Robbie Williams wants to invest in his home football team.

The former Take That singer, 49, has been a life-long fan of Port Vale in Burslem, Stoke-on-Trent, where he was raised, and if he pumped money into the club he’d be following in the footsteps of Wrexham owners Ryan Reynolds and Rob McElhenney, as well as NFL star Tom Brady, who invested in Birmingham City.

Football fanatic Robbie was quoted by The Sun saying in the US: “The Ryan Reynolds thing is intoxicating. It’s a beautiful story. It’s fascinating. It’s a fairytale.

“I’d like to be involved in something like that. My big love in football is Port Vale, a very small team in the UK, so somewhere down the line I’ll have something to do with it.”

Robbie has already built a soccer pitch at his LA home and created his own team named after League One squad The Valiants, Los Angeles Vale FC, made up of his famous friends and expats.

The singer has been in the headlines for revelations about his mental health and drink and drug struggles in his new Netflix documentary, which his wife Ayda Field said left her wanting to give him a hug after she watched the show.

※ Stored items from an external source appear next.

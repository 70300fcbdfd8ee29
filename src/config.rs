use std::env;
use std::io;
use std::path::{Path, PathBuf};

use serde::Deserialize;

use crate::formatter::FormatError;

/// Name of the external formatter executable.
pub const BINARY_NAME: &str = "lua-format";

/// Config file read by the external tool, probed for at workspace roots.
pub const CONFIG_FILE_NAME: &str = ".lua-format";

/// Host-provided settings: an optional path to a `.lua-format` style config
/// file and an optional override for the formatter executable. Paths may be
/// absolute or workspace-relative.
#[derive(Debug, Clone, Default, PartialEq, Eq, Deserialize)]
#[serde(default, rename_all = "camelCase")]
pub struct Settings {
    pub config_path: Option<String>,
    pub binary_path: Option<String>,
}

impl Settings {
    /// Parse settings from a JSON value as delivered in
    /// `initializationOptions` or `workspace/didChangeConfiguration`.
    /// Accepts the bare object or one nested under a `"lua-format-ls"`
    /// section, since clients namespace their configuration differently.
    pub fn from_value(value: &serde_json::Value) -> Self {
        if let Some(section) = value.get("lua-format-ls")
            && let Ok(settings) = serde_json::from_value(section.clone())
        {
            return settings;
        }
        serde_json::from_value(value.clone()).unwrap_or_default()
    }
}

/// One fully resolved formatter invocation.
#[derive(Debug, Clone)]
pub struct Invocation {
    pub binary: PathBuf,
    /// Passed to the tool as `-c <path>` when present
    pub config: Option<PathBuf>,
    /// The document's directory, for file-backed documents
    pub working_dir: Option<PathBuf>,
}

/// A resolved invocation plus any warnings to surface at the call site.
/// Resolution itself never talks to the user.
#[derive(Debug)]
pub struct Resolution {
    pub invocation: Invocation,
    pub warnings: Vec<String>,
}

/// Directory containing the running executable, used to locate a bundled
/// `bin/<platform>/lua-format`.
pub fn install_dir() -> io::Result<PathBuf> {
    let exe = env::current_exe()?;
    Ok(exe.parent().unwrap_or(Path::new(".")).to_path_buf())
}

/// Platform directory names used by the bundled binary layout.
fn platform_dir(os: &str) -> Option<&'static str> {
    match os {
        "linux" => Some("linux"),
        "macos" => Some("darwin"),
        "windows" => Some("win32"),
        _ => None,
    }
}

/// Default executable location: `<install-dir>/bin/<platform>/lua-format`.
/// When no bundled binary is present, fall back to a PATH lookup; if that
/// misses too, keep the bundled path so the spawn reports it as missing.
fn default_binary(install_dir: &Path) -> Result<PathBuf, FormatError> {
    let platform = platform_dir(env::consts::OS)
        .ok_or_else(|| FormatError::UnsupportedPlatform(env::consts::OS.to_string()))?;

    let bundled = install_dir.join("bin").join(platform).join(BINARY_NAME);
    if bundled.is_file() {
        return Ok(bundled);
    }

    log::debug!(
        "No bundled binary at {}, trying PATH",
        bundled.display()
    );
    Ok(which::which(BINARY_NAME).unwrap_or(bundled))
}

/// First workspace root under which `path` exists. Pure; the caller decides
/// how to report a miss.
pub fn resolve_against_roots(path: &Path, roots: &[PathBuf]) -> Option<PathBuf> {
    roots.iter().map(|root| root.join(path)).find(|p| p.exists())
}

/// The workspace folder a document belongs to: the first root that is an
/// ancestor of the document path, else the first root.
fn owning_root<'a>(roots: &'a [PathBuf], document_path: Option<&Path>) -> Option<&'a PathBuf> {
    if let Some(doc) = document_path
        && let Some(root) = roots.iter().find(|root| doc.starts_with(root))
    {
        return Some(root);
    }
    roots.first()
}

fn resolve_binary(
    configured: Option<&str>,
    roots: &[PathBuf],
    install_dir: &Path,
) -> Result<PathBuf, FormatError> {
    let Some(configured) = configured else {
        return default_binary(install_dir);
    };

    let path = Path::new(configured);
    if path.is_absolute() {
        return Ok(path.to_path_buf());
    }
    if let Some(resolved) = resolve_against_roots(path, roots) {
        return Ok(resolved);
    }
    // A bare command name may still live on PATH. The original tool ships
    // platform binaries alongside itself; a standalone install cannot.
    if path.components().count() == 1
        && let Ok(found) = which::which(configured)
    {
        return Ok(found);
    }

    Err(FormatError::PathNotFound(path.to_path_buf()))
}

fn resolve_config(
    configured: Option<&str>,
    roots: &[PathBuf],
    document_path: Option<&Path>,
    warnings: &mut Vec<String>,
) -> Option<PathBuf> {
    if let Some(configured) = configured {
        let path = Path::new(configured);
        if path.is_absolute() {
            return Some(path.to_path_buf());
        }
        if let Some(resolved) = resolve_against_roots(path, roots) {
            return Some(resolved);
        }
        // Missing config degrades gracefully: warn and let the tool use its
        // built-in defaults.
        warnings.push(format!(
            "config file '{}' not found in any workspace root, using lua-format defaults",
            configured
        ));
        return None;
    }

    let root = owning_root(roots, document_path)?;
    let probe = root.join(CONFIG_FILE_NAME);
    probe.is_file().then_some(probe)
}

/// Resolve one formatter invocation from host settings.
///
/// A missing binary path is fatal; a missing config path only produces a
/// warning. `document_path` supplies the working directory and picks the
/// workspace folder whose root is probed for a `.lua-format` file.
pub fn resolve(
    settings: &Settings,
    roots: &[PathBuf],
    document_path: Option<&Path>,
    install_dir: &Path,
) -> Result<Resolution, FormatError> {
    let mut warnings = Vec::new();

    // Empty strings come from clients with cleared setting fields
    let configured_binary = settings.binary_path.as_deref().filter(|s| !s.is_empty());
    let configured_config = settings.config_path.as_deref().filter(|s| !s.is_empty());

    let binary = resolve_binary(configured_binary, roots, install_dir)?;
    let config = resolve_config(configured_config, roots, document_path, &mut warnings);
    let working_dir = document_path.and_then(Path::parent).map(Path::to_path_buf);

    Ok(Resolution {
        invocation: Invocation {
            binary,
            config,
            working_dir,
        },
        warnings,
    })
}

/// Walk up from `start_dir` looking for the tool's config file. The CLI has
/// no workspace folders, so discovery follows ancestor directories instead.
pub fn find_in_tree(start_dir: &Path) -> Option<PathBuf> {
    for dir in start_dir.ancestors() {
        let p = dir.join(CONFIG_FILE_NAME);
        if p.is_file() {
            return Some(p);
        }
    }
    None
}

The 44-year-old actress also recently spoke out to insist she and Robbie Williams have sex and are “incredibly intimate”.

Ayda – who has children Teddy, 11, Charlie, nine, Coco, five, and Beau, three, with her 49-year-old singer husband – opened ip about their bedroom antics after Robbie earlier this year made headlines when he declared there was “no sex after marriage”.

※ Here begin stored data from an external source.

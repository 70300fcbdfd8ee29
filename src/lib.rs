pub mod config;
pub mod diagnostics;
pub mod formatter;
#[cfg(feature = "lsp")]
pub mod lsp;

pub use config::Invocation;
pub use config::Resolution;
pub use config::Settings;
pub use formatter::FormatError;
pub use formatter::FormatOutput;
pub use formatter::format;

She told the Sunday Times Style magazine about how he was joking: “When you have four young kids, intimacy evolves into something else.

“That doesn’t mean that we don't have sex or we’re not intimate. We do have sex and we are incredibly intimate.”

But Ayda added her family set-up means privacy is nearly non-existent in her home.

She said: “I can’t even go one day without at least one of my children coming in on me while I'm peeing."

Robbie had told The Sun: “Everyone knows there is no sex after marriage.”

Ayda also said about her chaotic family life: “Having four children, eight dogs and two cats is as hectic as it sounds.

“You just surrender to chaos. Once it’s four (kids) you’ve lost – there’s no control.

“I’ve embraced the noise, the mess. I feel imbalanced most of the time with all of it, but I’m pretty balanced in that thought.

“You give birth to a child and then it's wrapped in mum guilt. It’s like the placenta you can’t see.”